Os detalhes dos sonhos na narrativa da infância seguem uma sequência relativamente significativa. Pode-se argumentar que esses detalhes desempenham um papel importante no propósito de Mateus de mostrar o cuidado divino exercido na vida de Jesus. Primeiro, houve a ordem de Deus para que José tomasse Maria como esposa e assim estabelecesse um lar com pai e mãe no qual Jesus seria protegido da acusação de ilegitimidade (1:19-23). Isso é seguido por um sonho no qual os magos que adoravam Jesus como “rei” são instruídos a retornar ao seu país, sem primeiro relatar a Herodes (2:12). Pode haver pouca dúvida de que Mateus pretende, assim, mostrar a provisão particular de Deus para o menino Jesus em face do perigo de vida.

Este tema da proteção divina se estende ao terceiro sonho da natividade, registrado em 2:13. Ao ordenar à sagrada família que buscasse refúgio de Herodes em uma província romana de cerca de um milhão de judeus, Deus toma uma ação soberana para preservar a criança do massacre em Belém e (potencialmente) em outras cidades da Judeia. Além disso, era função desse sonho tornar possível o cumprimento de Oseias 11:1, citado em Mateus 2:15: “Do Egito chamei o meu filho” (NVI). Na crônica de Mateus sobre os eventos que cercam o nascimento de Jesus, pode haver pouca dúvida de que esse tema de predição-cumprimento antecipa a oposição a Jesus ao longo de sua vida, culminando em sua morte em Jerusalém sob os olhos de outro Herodes (ver Antigo Testamento no Evangelhos).

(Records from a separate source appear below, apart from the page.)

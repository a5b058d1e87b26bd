//! End-to-end coverage for the scenarios in spec.md §8, driven entirely
//! through the public `read_events` entry point rather than individual
//! parser units.

use devlog_harvest::{read_events, ReadOptions, Registries, SeverityLevel, ValidationEventStatus};

fn rows(events: &[devlog_harvest::ValidationEvent]) -> Vec<devlog_harvest::boundary::OutputRow> {
    events.iter().map(|e| e.to_output_row()).collect()
}

/// S1 — ESLint JSON.
#[test]
fn eslint_json_end_to_end() {
    let mut regs = Registries::bootstrap();
    let content = r#"[{"filePath":"/a.js","messages":[{"ruleId":"no-unused-vars","severity":2,"message":"x is unused","line":3,"column":5}]}]"#;
    let events = read_events(&mut regs, content, "auto", &ReadOptions::default()).unwrap();
    assert_eq!(events.len(), 1);
    let row = &rows(&events)[0];
    assert_eq!(row.event_id, 1);
    assert_eq!(row.tool_name, "eslint");
    assert_eq!(row.event_type, "LintIssue");
    assert_eq!(row.ref_file.as_deref(), Some("/a.js"));
    assert_eq!(row.ref_line, Some(3));
    assert_eq!(row.ref_column, Some(5));
    assert_eq!(row.error_code.as_deref(), Some("no-unused-vars"));
    assert_eq!(row.status, "Error");
    assert_eq!(row.severity, "error");
    assert_eq!(row.message.as_deref(), Some("x is unused"));
}

/// S2 — Go test JSONL correlation.
#[test]
fn go_test_jsonl_correlation_end_to_end() {
    let mut regs = Registries::bootstrap();
    let content = concat!(
        "{\"Action\":\"run\",\"Package\":\"p\",\"Test\":\"T1\"}\n",
        "{\"Action\":\"pass\",\"Package\":\"p\",\"Test\":\"T1\",\"Elapsed\":0.12}\n",
        "{\"Action\":\"run\",\"Package\":\"p\",\"Test\":\"T2\"}\n",
        "{\"Action\":\"fail\",\"Package\":\"p\",\"Test\":\"T2\",\"Elapsed\":0.30}\n",
    );
    let events = read_events(&mut regs, content, "go_test", &ReadOptions::default()).unwrap();
    assert_eq!(events.len(), 2);
    assert_eq!(events[0].test_name, "T1");
    assert_eq!(events[0].status, ValidationEventStatus::Pass);
    assert_eq!(events[0].execution_time, 0.12);
    assert_eq!(events[1].test_name, "T2");
    assert_eq!(events[1].status, ValidationEventStatus::Fail);
    assert_eq!(events[1].execution_time, 0.30);
}

/// S3 — Auto-detect precedence: GitHub Actions workflow markers win over
/// an embedded ESLint payload that would otherwise also match. The payload
/// is kept verbatim as a step-line event rather than delegated, since
/// GitHub Actions never content-sniffs a step body.
#[test]
fn auto_detect_prefers_workflow_over_embedded_tool_json() {
    let mut regs = Registries::bootstrap();
    let content = concat!(
        "##[group]Setup\n",
        "[{\"filePath\":\"/a.js\",\"messages\":[{\"ruleId\":\"r\",\"severity\":1,\"message\":\"m\",\"line\":1,\"column\":1}]}]\n",
        "##[endgroup]\n",
    );
    let events = read_events(&mut regs, content, "auto", &ReadOptions::default()).unwrap();
    assert!(!events.is_empty());
    assert!(events.iter().all(|e| e.workflow_type == "github_actions"));
    assert!(events
        .iter()
        .any(|e| e.hierarchy_level == 3 && e.log_content.contains("filePath")));
}

/// S4 — Jenkins with delegation: ESLint output echoed via a `+ command`
/// step surfaces as a delegated, deepest-hierarchy subunit event whose
/// failure status propagates up to the enclosing stage and pipeline.
#[test]
fn jenkins_delegates_embedded_command_output() {
    let mut regs = Registries::bootstrap();
    let content = concat!(
        "Started by user admin\n",
        "[Pipeline] { (Lint)\n",
        "+ eslint --format=json src/\n",
        "[{\"filePath\":\"/a.js\",\"messages\":[{\"ruleId\":\"r\",\"severity\":2,\"message\":\"m\",\"line\":1,\"column\":1}]}]\n",
        "[Pipeline] }\n",
        "Finished: FAILURE\n",
    );
    let events = read_events(&mut regs, content, "jenkins", &ReadOptions::default()).unwrap();
    let delegated = events
        .iter()
        .find(|e| e.subunit == "eslint")
        .expect("eslint delegated event present");
    assert_eq!(delegated.hierarchy_level, 4);
    assert_eq!(delegated.workflow_type, "jenkins");
    assert_eq!(delegated.unit, "Lint");
    assert_eq!(delegated.status, ValidationEventStatus::Error);

    let stage = events
        .iter()
        .find(|e| e.hierarchy_level == 2 && e.unit == "Lint")
        .expect("stage summary present");
    assert_eq!(stage.status, ValidationEventStatus::Error);

    let pipeline = events
        .iter()
        .find(|e| e.hierarchy_level == 1)
        .expect("pipeline summary present");
    assert_eq!(pipeline.status, ValidationEventStatus::Error);
}

/// S5 — Severity filter: only WARN/ERROR survive a `warning` threshold,
/// and event ids close the gap left by the three dropped rows.
#[test]
fn severity_threshold_filters_and_renumbers() {
    let mut regs = Registries::bootstrap();
    let content = concat!(
        "2024-01-02 03:04:05,678 TRACE [main] com.foo.Bar - trace line\n",
        "2024-01-02 03:04:05,679 DEBUG [main] com.foo.Bar - debug line\n",
        "2024-01-02 03:04:05,680 INFO [main] com.foo.Bar - info line\n",
        "2024-01-02 03:04:05,681 WARN [main] com.foo.Bar - warn line\n",
        "2024-01-02 03:04:05,682 ERROR [main] com.foo.Bar - error line\n",
    );
    let opts = ReadOptions {
        severity_threshold: SeverityLevel::Warning,
        ignore_errors: false,
    };
    let events = read_events(&mut regs, content, "log4j", &opts).unwrap();
    assert_eq!(events.len(), 2);
    assert_eq!(events[0].event_id, 1);
    assert_eq!(events[0].severity, "warning");
    assert_eq!(events[1].event_id, 2);
    assert_eq!(events[1].severity, "error");
}

/// S6 — GitHub Actions ZIP fan-out: events from the lower-numbered entry
/// come first and every row carries the job stamped from its entry name.
#[test]
fn github_actions_zip_fan_out_stamps_job_order() {
    use std::io::Write;
    use zip::write::{SimpleFileOptions, ZipWriter};

    let build_log = concat!(
        "##[group]Checkout\n",
        "ok\n",
        "##[endgroup]\n",
        "##[group]Build\n",
        "ok\n",
        "##[endgroup]\n",
    );
    let test_log = concat!(
        "##[group]Unit\n",
        "ok\n",
        "##[endgroup]\n",
        "##[group]Integration\n",
        "ok\n",
        "##[endgroup]\n",
        "##[group]Lint\n",
        "ok\n",
        "##[endgroup]\n",
    );

    let mut buf = std::io::Cursor::new(Vec::new());
    {
        let mut zip = ZipWriter::new(&mut buf);
        let options = SimpleFileOptions::default().compression_method(zip::CompressionMethod::Stored);
        zip.start_file("0_build.txt", options).unwrap();
        zip.write_all(build_log.as_bytes()).unwrap();
        zip.start_file("1_test.txt", options).unwrap();
        zip.write_all(test_log.as_bytes()).unwrap();
        zip.finish().unwrap();
    }

    let tmp = std::env::temp_dir().join("devlog_harvest_s6_scenario.zip");
    std::fs::write(&tmp, buf.into_inner()).unwrap();

    let mut regs = Registries::bootstrap();
    let events = read_events(
        &mut regs,
        tmp.to_str().unwrap(),
        "github_actions_zip",
        &ReadOptions::default(),
    )
    .unwrap();
    std::fs::remove_file(&tmp).ok();

    assert!(!events.is_empty());
    let build_events: Vec<_> = events.iter().filter(|e| e.job_order == 0).collect();
    let test_events: Vec<_> = events.iter().filter(|e| e.job_order == 1).collect();
    assert!(!build_events.is_empty());
    assert!(!test_events.is_empty());
    assert!(build_events.iter().all(|e| e.job_name == "build"));
    assert!(test_events.iter().all(|e| e.job_name == "test"));

    let first_build_pos = events.iter().position(|e| e.job_order == 0).unwrap();
    let first_test_pos = events.iter().position(|e| e.job_order == 1).unwrap();
    assert!(first_build_pos < first_test_pos);
}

Os dois últimos sonhos reveladores, relatados em 2:19-23, continuam o tema da preservação divina. José é informado de que os inimigos de Jesus estão mortos e que ele deve voltar “à terra de Israel” (2:20). Mas como José provavelmente pretendia criar o filho em Belém, a cidade de Davi, ele foi guiado por um quinto e último sonho de se estabelecer na desprezada Galileia. Mais uma vez, a Escritura é cumprida: Ao estabelecer a família na Galileia, José garante que Jesus será chamado (pejorativamente) “Nazareno” (2:23).

Da perspectiva de Mateus, então, Jesus, o filho recém-nascido de Maria, é ele próprio o Rei dos Judeus. Assim, afirma Mateus, por meio dos sonhos Deus intervém na história humana para dar a conhecer seus propósitos divinos para esta criança e para protegê-la.

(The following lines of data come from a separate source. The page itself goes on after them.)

//! C2 (workflow half) — the CI/CD transcript parser contract. Structurally
//! identical to `ToolParser` but returns fully hierarchical events: the
//! unified `ValidationEvent` already carries every `WorkflowEvent` field
//! (scope/group/unit, `workflow_type`, `hierarchy_level`, `parent_id`), so
//! there is no separate wrapper type (see SPEC_FULL.md §3 supplement).

use crate::common::map_level_to_severity;
use crate::model::ValidationEvent;
use crate::registry::ToolParserRegistry;

pub trait WorkflowParser: Send + Sync {
    fn can_parse(&self, content: &str) -> bool;

    /// Full hierarchical parse. `registry` is the tool-parser registry,
    /// passed in so delegating parsers (Jenkins, Spack) can re-enter it
    /// for a step whose command matches a registered tool.
    fn parse_workflow_log(&self, content: &str, registry: &ToolParserRegistry) -> Vec<ValidationEvent>;

    fn format_name(&self) -> &'static str;
    fn name(&self) -> &'static str;
    fn priority(&self) -> i32;
}

/// Builds the common skeleton of a workflow-hierarchy event: tool name,
/// workflow type, and hierarchy fields, leaving message/severity/status to
/// the caller. Grounds spec.md §4.2's `create_base_event` helper.
pub fn create_base_event(
    tool_name: &str,
    event_type: crate::model::ValidationEventType,
    workflow_type: &str,
    hierarchy_level: i32,
) -> ValidationEvent {
    let mut e = ValidationEvent::new(tool_name, event_type);
    e.workflow_type = workflow_type.to_string();
    e.hierarchy_level = hierarchy_level;
    e
}

/// Normalizes a handful of timestamp shapes commonly seen in CI
/// transcripts, preserving the original string (spec.md §3: `started_at`
/// "format preserved from source") — this only validates/extracts, it
/// never reformats.
pub fn extract_timestamp(line: &str) -> String {
    static PATTERNS: once_cell::sync::Lazy<Vec<regex::Regex>> = once_cell::sync::Lazy::new(|| {
        vec![
            regex::Regex::new(r"\d{4}-\d{2}-\d{2}T\d{2}:\d{2}:\d{2}(\.\d+)?Z?").unwrap(),
            regex::Regex::new(r"\d{4}-\d{2}-\d{2} \d{2}:\d{2}:\d{2}").unwrap(),
        ]
    });
    for re in PATTERNS.iter() {
        if let Some(m) = re.find(line) {
            return m.as_str().to_string();
        }
    }
    String::new()
}

/// Maps a freeform status/message pair to a severity, per spec.md §4.2's
/// `determine_severity` helper: delegates to the shared level table, but
/// also checks the message body when the line has no explicit level.
pub fn determine_severity(status_hint: &str, message: &str) -> (crate::model::ValidationEventStatus, &'static str) {
    let (status, sev) = map_level_to_severity(status_hint);
    if status == crate::model::ValidationEventStatus::Info && status_hint.is_empty() {
        return map_level_to_severity(message);
    }
    (status, sev)
}

#[cfg(test)]
mod tests {
    use super::*;

    #[test]
    fn extract_timestamp_finds_iso8601() {
        let line = "2024-01-15T10:30:00.123Z ##[group]Run tests";
        assert_eq!(extract_timestamp(line), "2024-01-15T10:30:00.123Z");
    }

    #[test]
    fn determine_severity_falls_back_to_message() {
        let (status, sev) = determine_severity("", "fatal error occurred");
        assert_eq!(status, crate::model::ValidationEventStatus::Error);
        assert_eq!(sev, "critical");
    }
}
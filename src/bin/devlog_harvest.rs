//! CLI front end for the harvest pipeline. A thin wrapper over
//! `dispatch::read_events` — every real decision (format detection,
//! severity filtering, row projection) lives in the library; this binary
//! only parses arguments, wires up logging, and shapes the process exit
//! code.

use std::process::ExitCode;

use clap::Parser;
use devlog_harvest::{read_events, OutputRow, ReadOptions, Registries, SeverityLevel};

/// Normalize a CI/CD, lint, test, application-log, or audit transcript
/// into the unified validation-event schema.
#[derive(Debug, Parser)]
#[command(name = "devlog-harvest", version, about)]
struct Cli {
    /// File path to read, or literal content when the path does not exist.
    source: String,

    /// Source dialect, or "auto" to detect it from content.
    #[arg(long, default_value = "auto")]
    format: String,

    /// Drop events below this severity (debug, info, warning, error, critical).
    #[arg(long, default_value = "debug")]
    severity_threshold: String,

    /// Return an empty result instead of failing on a malformed root shape.
    #[arg(long)]
    ignore_errors: bool,

    /// Emit pretty-printed JSON instead of one compact row per line.
    #[arg(long)]
    pretty: bool,
}

fn main() -> ExitCode {
    tracing_subscriber::fmt()
        .with_env_filter(tracing_subscriber::EnvFilter::from_default_env())
        .with_writer(std::io::stderr)
        .init();

    let cli = Cli::parse();

    let severity_threshold = match SeverityLevel::from_str_opt(&cli.severity_threshold) {
        Some(level) => level,
        None => {
            eprintln!(
                "error: invalid --severity-threshold '{}', expected one of: debug, info, warning, error, critical",
                cli.severity_threshold
            );
            return ExitCode::FAILURE;
        }
    };

    let opts = ReadOptions {
        severity_threshold,
        ignore_errors: cli.ignore_errors,
    };

    let mut registries = Registries::bootstrap();
    let events = match read_events(&mut registries, &cli.source, &cli.format, &opts) {
        Ok(events) => events,
        Err(err) => {
            eprintln!("error: {err}");
            return ExitCode::FAILURE;
        }
    };

    let rows: Vec<OutputRow> = events.iter().map(|e| e.to_output_row()).collect();

    let result = if cli.pretty {
        serde_json::to_writer_pretty(std::io::stdout(), &rows)
    } else {
        for row in &rows {
            if let Err(err) = serde_json::to_writer(std::io::stdout(), row) {
                eprintln!("error: failed to serialize row: {err}");
                return ExitCode::FAILURE;
            }
            println!();
        }
        Ok(())
    };

    if let Err(err) = result {
        eprintln!("error: failed to serialize output: {err}");
        return ExitCode::FAILURE;
    }

    tracing::debug!(count = rows.len(), "wrote rows");
    ExitCode::SUCCESS
}
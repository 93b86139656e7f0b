//! Chat-driven browser automation.
//!
//! A user describes a task; the agent classifies it, opens a browser and then
//! loops screenshot → model decision → browser action, streaming every step
//! back over a WebSocket.

pub mod analyzer;
pub mod brain;
pub mod classifier;
pub mod config;
pub mod dom;
pub mod error;
pub mod executor;
pub mod extract;
pub mod face;
pub mod hands;
pub mod mock;
pub mod session;
pub mod types;

pub use brain::Brain;
pub use config::{AgentConfig, LaunchConfig, SessionSettings};
pub use error::{ActionError, AgentError, Result};
pub use hands::{BrowserLauncher, ChromeLauncher, PageDriver};
pub use session::{Session, SessionState};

Uma questão final é levantada pelo fato de que um “anjo do Senhor” é mencionado em conexão com quatro dos cinco sonhos na narrativa da infância (1:20, 24; 2:13, 19). Não está claro se devemos pensar apenas em anjos ou mais especificamente em uma manifestação de Javé. A falta de dados precisos sobre a identidade desta figura deu origem a várias conclusões. Sem dúvida, o anjo do Senhor deve ser identificado de alguma forma com Deus, mas ele parece ser distinto de Deus. Talvez a melhor visão seja ver o anjo do Senhor como uma automanifestação de Javé em uma forma que comunicaria sua presença e preocupação àqueles a quem ele apareceu.

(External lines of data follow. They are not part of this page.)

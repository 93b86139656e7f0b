//! Browser control: the page-level primitives the agent loop consumes and a
//! Chrome implementation of them on top of `headless_chrome`.

use std::ffi::OsStr;
use std::sync::Arc;
use std::time::Duration;

use async_trait::async_trait;
use headless_chrome::protocol::cdp::Page::CaptureScreenshotFormatOption;
use headless_chrome::{Browser, LaunchOptions, Tab};
use tracing::{debug, info, warn};

use crate::config::LaunchConfig;
use crate::dom;
use crate::error::{AgentError, Result};
use crate::types::{LoadState, Screenshot};

/// Upper bound on any single load-state wait.
const LOAD_STATE_TIMEOUT: Duration = Duration::from_secs(30);
/// Quiet period treated as "network idle" once the document is complete.
const NETWORK_QUIET: Duration = Duration::from_millis(500);
const FILL_TIMEOUT: Duration = Duration::from_secs(5);

/// One live page the agent can drive.
#[async_trait]
pub trait PageDriver: Send + Sync {
    async fn goto(&self, url: &str) -> Result<()>;
    async fn wait_for_load_state(&self, state: LoadState) -> Result<()>;
    /// Click the first element matching a CSS selector.
    async fn click(&self, selector: &str, timeout: Duration) -> Result<()>;
    /// Click the first element whose visible text equals `text`.
    async fn click_by_text(&self, text: &str, timeout: Duration) -> Result<()>;
    /// Replace the value of a form control.
    async fn fill(&self, selector: &str, value: &str) -> Result<()>;
    /// PNG of the visible viewport.
    async fn screenshot(&self) -> Result<Vec<u8>>;
    async fn url(&self) -> Result<String>;
    async fn title(&self) -> Result<String>;
    /// Text listing of interactive elements, see [`dom::capture_outline`].
    async fn outline(&self) -> Result<String>;
    /// Release the page and its browser. Calling it twice is a no-op.
    async fn close(&mut self) -> Result<()>;
}

/// Creates the browser for a session on first use.
#[async_trait]
pub trait BrowserLauncher: Send + Sync {
    async fn launch(&self) -> Result<Box<dyn PageDriver>>;
}

/// Screenshot, URL and title captured together.
#[derive(Debug, Clone, Default)]
pub struct PageCapture {
    pub screenshot: Screenshot,
    pub url: String,
    pub title: String,
}

/// Best-effort capture: each failing piece comes back empty.
pub async fn capture_state(page: &dyn PageDriver) -> PageCapture {
    let screenshot = page.screenshot().await.unwrap_or_else(|e| {
        warn!(error = %e, "failed to take screenshot");
        Vec::new()
    });
    let url = page.url().await.unwrap_or_default();
    let title = page.title().await.unwrap_or_default();
    PageCapture {
        screenshot: Screenshot(screenshot),
        url,
        title,
    }
}

/// A Chrome process with one active tab, owned by a single connection.
pub struct BrowserSession {
    browser: Option<Browser>,
    tab: Arc<Tab>,
}

impl BrowserSession {
    pub fn launch(config: &LaunchConfig) -> Result<Self> {
        let options = LaunchOptions {
            headless: config.headless,
            sandbox: false,
            path: config.chrome_path.clone(),
            window_size: Some((config.window_width, config.window_height)),
            args: vec![
                OsStr::new("--no-first-run"),
                OsStr::new("--no-default-browser-check"),
                OsStr::new("--disable-dev-shm-usage"),
                OsStr::new("--disable-blink-features=AutomationControlled"),
                OsStr::new("--disable-infobars"),
            ],
            // Chat sessions can sit idle for a long time between messages.
            idle_browser_timeout: Duration::from_secs(60 * 60),
            ..Default::default()
        };

        info!(headless = config.headless, "starting Chrome");
        let browser = Browser::new(options)
            .map_err(|e| AgentError::Browser(format!("Browser launch failed: {e:#}")))?;
        let tab = browser
            .new_tab()
            .map_err(|e| AgentError::Browser(format!("Failed to create tab: {e:#}")))?;
        info!("Chrome ready");

        Ok(Self {
            browser: Some(browser),
            tab,
        })
    }

    /// Run a blocking tab operation off the async runtime.
    async fn with_tab<T, F>(&self, op: F) -> Result<T>
    where
        T: Send + 'static,
        F: FnOnce(&Arc<Tab>) -> anyhow::Result<T> + Send + 'static,
    {
        if self.browser.is_none() {
            return Err(AgentError::Browser("Browser page not available.".into()));
        }
        let tab = Arc::clone(&self.tab);
        tokio::task::spawn_blocking(move || op(&tab))
            .await
            .map_err(|e| AgentError::Browser(format!("browser task panicked: {e}")))?
            .map_err(|e| AgentError::Browser(format!("{e:#}")))
    }
}

#[async_trait]
impl PageDriver for BrowserSession {
    async fn goto(&self, url: &str) -> Result<()> {
        let url = url.to_string();
        debug!(%url, "navigating");
        self.with_tab(move |tab| {
            tab.navigate_to(&url)?.wait_until_navigated()?;
            Ok(())
        })
        .await
    }

    async fn wait_for_load_state(&self, state: LoadState) -> Result<()> {
        self.with_tab(move |tab| match state {
            LoadState::DomContentLoaded => {
                dom::wait_for_ready_state(tab, LOAD_STATE_TIMEOUT, |s| s != "loading")
            }
            LoadState::NetworkIdle => {
                dom::wait_for_ready_state(tab, LOAD_STATE_TIMEOUT, |s| s == "complete")?;
                std::thread::sleep(NETWORK_QUIET);
                Ok(())
            }
        })
        .await
    }

    async fn click(&self, selector: &str, timeout: Duration) -> Result<()> {
        let selector = selector.to_string();
        self.with_tab(move |tab| {
            tab.wait_for_element_with_custom_timeout(&selector, timeout)?
                .click()?;
            Ok(())
        })
        .await
    }

    async fn click_by_text(&self, text: &str, timeout: Duration) -> Result<()> {
        let text = text.to_string();
        self.with_tab(move |tab| {
            // The marking poll spends the whole per-attempt timeout.
            dom::mark_by_exact_text(tab, &text, timeout)?;
            tab.find_element(dom::TEXT_MATCH_SELECTOR)?.click()?;
            Ok(())
        })
        .await
    }

    async fn fill(&self, selector: &str, value: &str) -> Result<()> {
        let selector = selector.to_string();
        let value = value.to_string();
        self.with_tab(move |tab| {
            tab.wait_for_element_with_custom_timeout(&selector, FILL_TIMEOUT)?
                .click()?;
            dom::clear_value(tab, &selector)?;
            if !value.is_empty() {
                tab.type_str(&value)?;
            }
            Ok(())
        })
        .await
    }

    async fn screenshot(&self) -> Result<Vec<u8>> {
        self.with_tab(|tab| {
            tab.capture_screenshot(CaptureScreenshotFormatOption::Png, None, None, true)
        })
        .await
    }

    async fn url(&self) -> Result<String> {
        self.with_tab(|tab| dom::get_current_url(tab)).await
    }

    async fn title(&self) -> Result<String> {
        self.with_tab(|tab| dom::get_page_title(tab)).await
    }

    async fn outline(&self) -> Result<String> {
        self.with_tab(|tab| dom::capture_outline(tab)).await
    }

    async fn close(&mut self) -> Result<()> {
        let Some(browser) = self.browser.take() else {
            return Ok(());
        };
        let tab = Arc::clone(&self.tab);
        tokio::task::spawn_blocking(move || {
            if let Err(e) = tab.close(false) {
                debug!(error = %e, "tab close failed, dropping browser anyway");
            }
            // Dropping the Browser terminates the Chrome process.
            drop(browser);
        })
        .await
        .map_err(|e| AgentError::Browser(format!("browser shutdown panicked: {e}")))?;
        info!("browser closed");
        Ok(())
    }
}

/// Launches a fresh Chrome for every session.
pub struct ChromeLauncher {
    config: LaunchConfig,
}

impl ChromeLauncher {
    pub fn new(config: LaunchConfig) -> Self {
        Self { config }
    }
}

#[async_trait]
impl BrowserLauncher for ChromeLauncher {
    async fn launch(&self) -> Result<Box<dyn PageDriver>> {
        let config = self.config.clone();
        let session = tokio::task::spawn_blocking(move || BrowserSession::launch(&config))
            .await
            .map_err(|e| AgentError::Browser(format!("Browser launch panicked: {e}")))??;
        Ok(Box::new(session))
    }
}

BIBLIOGRAFIA. M. M. Bourke, “The Literary Genre of Matthew 1-2,” CBQ 22 (1960) pp. 160-75; P. J. Budd, “Dream,” NIDNTT 1.511-13; D. A Carson, “Matthew,” EBC 8.75-95; A. Oepke, “ôvap,” TDNT V. 220-38; W. Richter, “Traum und Traumbedeutung im Alten Testament,” BZ 7 (1963) pp. 202-19; J. H. Stek, “Dream,” ISBE 1.991-92.